Most people who look at the bill they receive from a provider will notice that the insurance company has negotiated the payment for the services to a smaller percentage of that charged to the general public. This dramatically increases the cost of services to the non insured and _compels_ the non insured to join an insurance company. It is very similar to a classical "protection racket". Those who do buy in to the protection will be bankrupted by the _RATES_ they will face without the protection of an insurance company representing them.

It isn't the actual costs that bankrupt us. It is the inflated cost that we, as individuals with no "union" representation (and I use this term because it fits) have to pay for the services. And as more and more are bankrupted then the _RATES_ are driven even higher.

This is what the strong "public option" and the Medicare buy in are about. Both of these provide a "medical services buyers union" outside the for profit insurance market. This buyers union would work just like the insurance company "union" and negotiate rates for this new pool of people. Even in "high deductible" plans, the lower negotiated rates for services offset much of the premium costs.

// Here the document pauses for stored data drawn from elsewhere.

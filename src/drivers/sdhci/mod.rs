//! SDIO Host Layer
//!
//! This module describes the host peripheral that moves commands and data
//! between the CPU and an SD/MMC card. [`SdHost`] is the register-level
//! interface a peripheral exposes for each of its slots; [`MmioHost`] is the
//! memory-mapped implementation for the two-slot SDIO host block.
//!
//! On top of the trait sit the command executor helpers ([`send_command`],
//! [`wait_for_status`]) which issue one command frame, wait for it to finish
//! and report the raw response words or the error status.

pub mod mmio;
pub mod regs;

pub use mmio::MmioHost;

use crate::time::{Deadline, Timebase};
use bitflags::bitflags;
use core::fmt;

/// Default timeout for a command to complete (milliseconds)
pub const CMD_TIMEOUT_MS: u64 = 1000;

// ============================================================================
// Host and Slot Identity
// ============================================================================

/// Host peripheral instance
#[derive(Debug, Clone, Copy, PartialEq, Eq)]
pub enum HostId {
    /// First SDIO host, two slots
    Host1,
    /// Second SDIO host, one slot
    Host2,
}

impl HostId {
    /// Zero-based peripheral index
    pub const fn index(self) -> usize {
        match self {
            HostId::Host1 => 0,
            HostId::Host2 => 1,
        }
    }

    /// Slots wired on this peripheral
    pub const fn slots(self) -> &'static [SlotIndex] {
        match self {
            HostId::Host1 => &[SlotIndex::Slot1, SlotIndex::Slot2],
            HostId::Host2 => &[SlotIndex::Slot1],
        }
    }
}

/// Slot within one host peripheral
#[derive(Debug, Clone, Copy, PartialEq, Eq)]
pub enum SlotIndex {
    Slot1,
    Slot2,
}

impl SlotIndex {
    /// Zero-based slot index
    pub const fn index(self) -> usize {
        match self {
            SlotIndex::Slot1 => 0,
            SlotIndex::Slot2 => 1,
        }
    }
}

// ============================================================================
// Status Bits
// ============================================================================

bitflags! {
    /// Normal and error interrupt status bits (status, enable and signal registers)
    #[derive(Debug, Clone, Copy, PartialEq, Eq, Default)]
    pub struct IntStatus: u32 {
        /// Command complete
        const CMD_COMPLETE = 1 << 0;
        /// Transfer complete
        const TRANSFER_COMPLETE = 1 << 1;
        /// Block gap event
        const BLOCK_GAP = 1 << 2;
        /// SDMA boundary reached
        const DMA = 1 << 3;
        /// Buffer write ready
        const BUFFER_WRITE_READY = 1 << 4;
        /// Buffer read ready
        const BUFFER_READ_READY = 1 << 5;
        /// Card insertion
        const CARD_INSERTION = 1 << 6;
        /// Card removal
        const CARD_REMOVAL = 1 << 7;
        /// Card interrupt
        const CARD_INTERRUPT = 1 << 8;
        /// Error interrupt summary
        const ERROR = 1 << 15;
        /// Command timeout (no response)
        const CMD_TIMEOUT = 1 << 16;
        /// Command CRC error
        const CMD_CRC = 1 << 17;
        /// Command end bit error
        const CMD_END_BIT = 1 << 18;
        /// Command index error
        const CMD_INDEX = 1 << 19;
        /// Data timeout
        const DATA_TIMEOUT = 1 << 20;
        /// Data CRC error
        const DATA_CRC = 1 << 21;
        /// Data end bit error
        const DATA_END_BIT = 1 << 22;
        /// Current limit error
        const CURRENT_LIMIT = 1 << 23;
        /// Auto CMD12 error
        const AUTO_CMD12 = 1 << 24;
        /// ADMA error
        const ADMA = 1 << 25;

        /// Every error bit including the summary
        const ERRORS = Self::ERROR.bits()
            | Self::CMD_TIMEOUT.bits()
            | Self::CMD_CRC.bits()
            | Self::CMD_END_BIT.bits()
            | Self::CMD_INDEX.bits()
            | Self::DATA_TIMEOUT.bits()
            | Self::DATA_CRC.bits()
            | Self::DATA_END_BIT.bits()
            | Self::CURRENT_LIMIT.bits()
            | Self::AUTO_CMD12.bits()
            | Self::ADMA.bits();
    }
}

bitflags! {
    /// Present state register bits
    #[derive(Debug, Clone, Copy, PartialEq, Eq)]
    pub struct PresentState: u32 {
        /// Command inhibit (CMD)
        const CMD_INHIBIT = 1 << 0;
        /// Command inhibit (DAT)
        const DAT_INHIBIT = 1 << 1;
        /// DAT line active
        const DAT_ACTIVE = 1 << 2;
        /// Write transfer active
        const WRITE_ACTIVE = 1 << 8;
        /// Read transfer active
        const READ_ACTIVE = 1 << 9;
        /// Buffer write enable
        const BUFFER_WRITE_ENABLE = 1 << 10;
        /// Buffer read enable
        const BUFFER_READ_ENABLE = 1 << 11;
        /// Card inserted
        const CARD_INSERTED = 1 << 16;
        /// Card state stable
        const CARD_STABLE = 1 << 17;
        /// Card detect pin level (high = card present)
        const CARD_DETECT_LEVEL = 1 << 18;
        /// Write protect pin level (low = protected)
        const WRITE_PROTECT_LEVEL = 1 << 19;
    }
}

bitflags! {
    /// Software reset lines
    #[derive(Debug, Clone, Copy, PartialEq, Eq)]
    pub struct ResetLines: u8 {
        /// Whole slot
        const ALL = 1 << 0;
        /// Command line
        const CMD = 1 << 1;
        /// Data lines
        const DAT = 1 << 2;
    }
}

// ============================================================================
// Command Frames
// ============================================================================

/// Data bus width
#[derive(Debug, Clone, Copy, PartialEq, Eq)]
pub enum BusWidth {
    /// DAT0 only
    One,
    /// DAT0-DAT3
    Four,
}

/// Byte order of a transfer buffer
#[derive(Debug, Clone, Copy, PartialEq, Eq)]
pub enum Endianness {
    Little,
    Big,
}

/// Response format expected for a command
#[derive(Debug, Clone, Copy, PartialEq, Eq)]
pub enum ResponseType {
    /// No response
    None,
    /// Normal response
    R1,
    /// Normal response with busy
    R1b,
    /// CID/CSD (136 bits)
    R2,
    /// OCR
    R3,
    /// Published RCA (SD)
    R6,
    /// Card interface condition (SD)
    R7,
}

impl ResponseType {
    /// Whether the host checks the response CRC
    pub const fn crc_checked(self) -> bool {
        matches!(
            self,
            ResponseType::R1
                | ResponseType::R1b
                | ResponseType::R2
                | ResponseType::R6
                | ResponseType::R7
        )
    }

    /// Whether the host checks the echoed command index
    pub const fn index_checked(self) -> bool {
        matches!(
            self,
            ResponseType::R1 | ResponseType::R1b | ResponseType::R6 | ResponseType::R7
        )
    }
}

/// Direction of a data phase
#[derive(Debug, Clone, Copy, PartialEq, Eq)]
pub enum Direction {
    /// Card to host
    Read,
    /// Host to card
    Write,
}

/// Data phase attached to a command
#[derive(Debug, Clone, Copy, PartialEq, Eq)]
pub struct DataPhase {
    pub direction: Direction,
    /// Bytes per block
    pub block_size: u16,
    /// Number of blocks
    pub block_count: u16,
    /// SDMA system address, or `None` for transfers through the buffer data port
    pub dma_address: Option<usize>,
    /// Issue CMD12 automatically after the last block
    pub auto_stop: bool,
}

/// One command frame
#[derive(Debug, Clone, Copy, PartialEq, Eq)]
pub struct Command {
    /// Command index (0-63)
    pub index: u8,
    pub argument: u32,
    pub response: ResponseType,
    pub data: Option<DataPhase>,
}

impl Command {
    /// Command without a data phase
    pub const fn new(index: u8, argument: u32, response: ResponseType) -> Self {
        Self {
            index,
            argument,
            response,
            data: None,
        }
    }

    /// Attach a data phase
    pub const fn with_data(mut self, data: DataPhase) -> Self {
        self.data = Some(data);
        self
    }
}

// ============================================================================
// Host Interface
// ============================================================================

/// Register-level access to one SDIO host peripheral
///
/// All methods take `&self`: the interrupt handler reads and acknowledges the
/// status registers of a peripheral while the foreground owns the slots.
pub trait SdHost {
    /// Software reset of the given lines of a slot, waiting for completion
    fn reset(&self, slot: SlotIndex, lines: ResetLines);

    /// Power the bus, start the internal clock, select SDMA, 1-bit bus and
    /// enable status reporting. Interrupt signalling stays off.
    fn init(&self, slot: SlotIndex);

    /// Program the SD clock as peripheral clock / `divider` (power of two, 1-256)
    fn set_divider(&self, slot: SlotIndex, divider: u16);

    /// Enable or disable high speed timing
    fn set_high_speed(&self, slot: SlotIndex, enable: bool);

    fn set_bus_width(&self, slot: SlotIndex, width: BusWidth);

    fn present_state(&self, slot: SlotIndex) -> PresentState;

    fn int_status(&self, slot: SlotIndex) -> IntStatus;

    /// Acknowledge status bits (write-1-to-clear)
    fn clear_int_status(&self, slot: SlotIndex, bits: IntStatus);

    /// Select which status bits raise the peripheral interrupt line
    fn set_signal_enable(&self, slot: SlotIndex, bits: IntStatus);

    /// Program argument, transfer mode and command registers, starting the command
    fn issue(&self, slot: SlotIndex, command: &Command);

    /// Raw response words, least significant first
    fn response(&self, slot: SlotIndex) -> [u32; 4];

    /// Pop one word from the buffer data port
    fn read_buffer(&self, slot: SlotIndex) -> u32;

    /// Push one word to the buffer data port
    fn write_buffer(&self, slot: SlotIndex, word: u32);

    fn dma_address(&self, slot: SlotIndex) -> usize;

    fn set_dma_address(&self, slot: SlotIndex, address: usize);

    /// Byte order in which the DMA engine lays out the card byte stream
    fn dma_byte_order(&self) -> Endianness {
        Endianness::Little
    }
}

// ============================================================================
// Command Executor
// ============================================================================

/// Command execution failure
#[derive(Debug, Clone, Copy, PartialEq, Eq)]
pub enum HostError {
    /// The card did not answer (command timeout)
    NoResponse,
    /// The host reported error bits
    Status(IntStatus),
    /// Neither completion nor an error within the deadline
    Timeout,
}

impl fmt::Display for HostError {
    fn fmt(&self, f: &mut fmt::Formatter<'_>) -> fmt::Result {
        match self {
            HostError::NoResponse => write!(f, "no response"),
            HostError::Status(status) => write!(f, "error status {:#010x}", status.bits()),
            HostError::Timeout => write!(f, "timeout"),
        }
    }
}

/// Wait for the CMD (and DAT, if `data`) inhibit bits to clear
pub fn wait_inhibit<H, T>(
    host: &H,
    slot: SlotIndex,
    timebase: &T,
    data: bool,
) -> Result<(), HostError>
where
    H: SdHost + ?Sized,
    T: Timebase + ?Sized,
{
    let mask = if data {
        PresentState::CMD_INHIBIT | PresentState::DAT_INHIBIT
    } else {
        PresentState::CMD_INHIBIT
    };

    let deadline = Deadline::from_ms(timebase, CMD_TIMEOUT_MS);
    loop {
        if !host.present_state(slot).intersects(mask) {
            return Ok(());
        }
        if deadline.is_expired(timebase) {
            log::warn!("SDHCI: {:?} inhibit stuck", slot);
            return Err(HostError::Timeout);
        }
        timebase.relax();
    }
}

/// Issue a command and wait for its response
///
/// Returns the raw response words. Error bits are acknowledged before
/// returning; resetting the CMD line is left to the caller.
pub fn send_command<H, T>(
    host: &H,
    slot: SlotIndex,
    timebase: &T,
    command: &Command,
) -> Result<[u32; 4], HostError>
where
    H: SdHost + ?Sized,
    T: Timebase + ?Sized,
{
    wait_inhibit(host, slot, timebase, command.data.is_some())?;

    host.clear_int_status(slot, IntStatus::CMD_COMPLETE | IntStatus::ERRORS);
    host.issue(slot, command);

    let deadline = Deadline::from_ms(timebase, CMD_TIMEOUT_MS);
    loop {
        let status = host.int_status(slot);

        if status.intersects(IntStatus::ERRORS) {
            host.clear_int_status(slot, status & IntStatus::ERRORS);
            if status.contains(IntStatus::CMD_TIMEOUT) {
                log::trace!("SDHCI: CMD{} no response", command.index);
                return Err(HostError::NoResponse);
            }
            log::debug!("SDHCI: CMD{} error: {:#x}", command.index, status.bits());
            return Err(HostError::Status(status & IntStatus::ERRORS));
        }

        if status.contains(IntStatus::CMD_COMPLETE) {
            host.clear_int_status(slot, IntStatus::CMD_COMPLETE);
            return Ok(host.response(slot));
        }

        if deadline.is_expired(timebase) {
            log::debug!("SDHCI: CMD{} timeout", command.index);
            return Err(HostError::Timeout);
        }

        timebase.relax();
    }
}

/// Wait until any of `bits` is set or an error is reported
///
/// The matched bits are returned but not cleared. Error bits are acknowledged
/// and returned as [`HostError::Status`].
pub fn wait_for_status<H, T>(
    host: &H,
    slot: SlotIndex,
    timebase: &T,
    bits: IntStatus,
    timeout_ms: u64,
) -> Result<IntStatus, HostError>
where
    H: SdHost + ?Sized,
    T: Timebase + ?Sized,
{
    let deadline = Deadline::from_ms(timebase, timeout_ms);
    loop {
        let status = host.int_status(slot);

        if status.intersects(IntStatus::ERRORS) {
            host.clear_int_status(slot, status & IntStatus::ERRORS);
            return Err(HostError::Status(status & IntStatus::ERRORS));
        }

        if status.intersects(bits) {
            return Ok(status & bits);
        }

        if deadline.is_expired(timebase) {
            return Err(HostError::Timeout);
        }

        timebase.relax();
    }
}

When all are covered there are no more protection rackets and no more bankruptcies and the costs of medical services are contained. And this gets us back to WHY more people being covered by insurance of any kind will actually reduce the real costs of medical services. There just won't be enough people left without representation onto which these ridiculous fees can be foisted.

That's my story and I'm sticken to it.

run75441 said...


Actually the MLR does precisely that, in that id forces insurance companies to apply premiums to the actual costs of insuring a person. A younger person would come in at a far lower rate as a result and the 3:1 ratio for older and the 1.5:1 for self-inflicted damage would be based off of that lower rate for the younger. It is 85:1 for group coverage and 80:1 for individual coverage.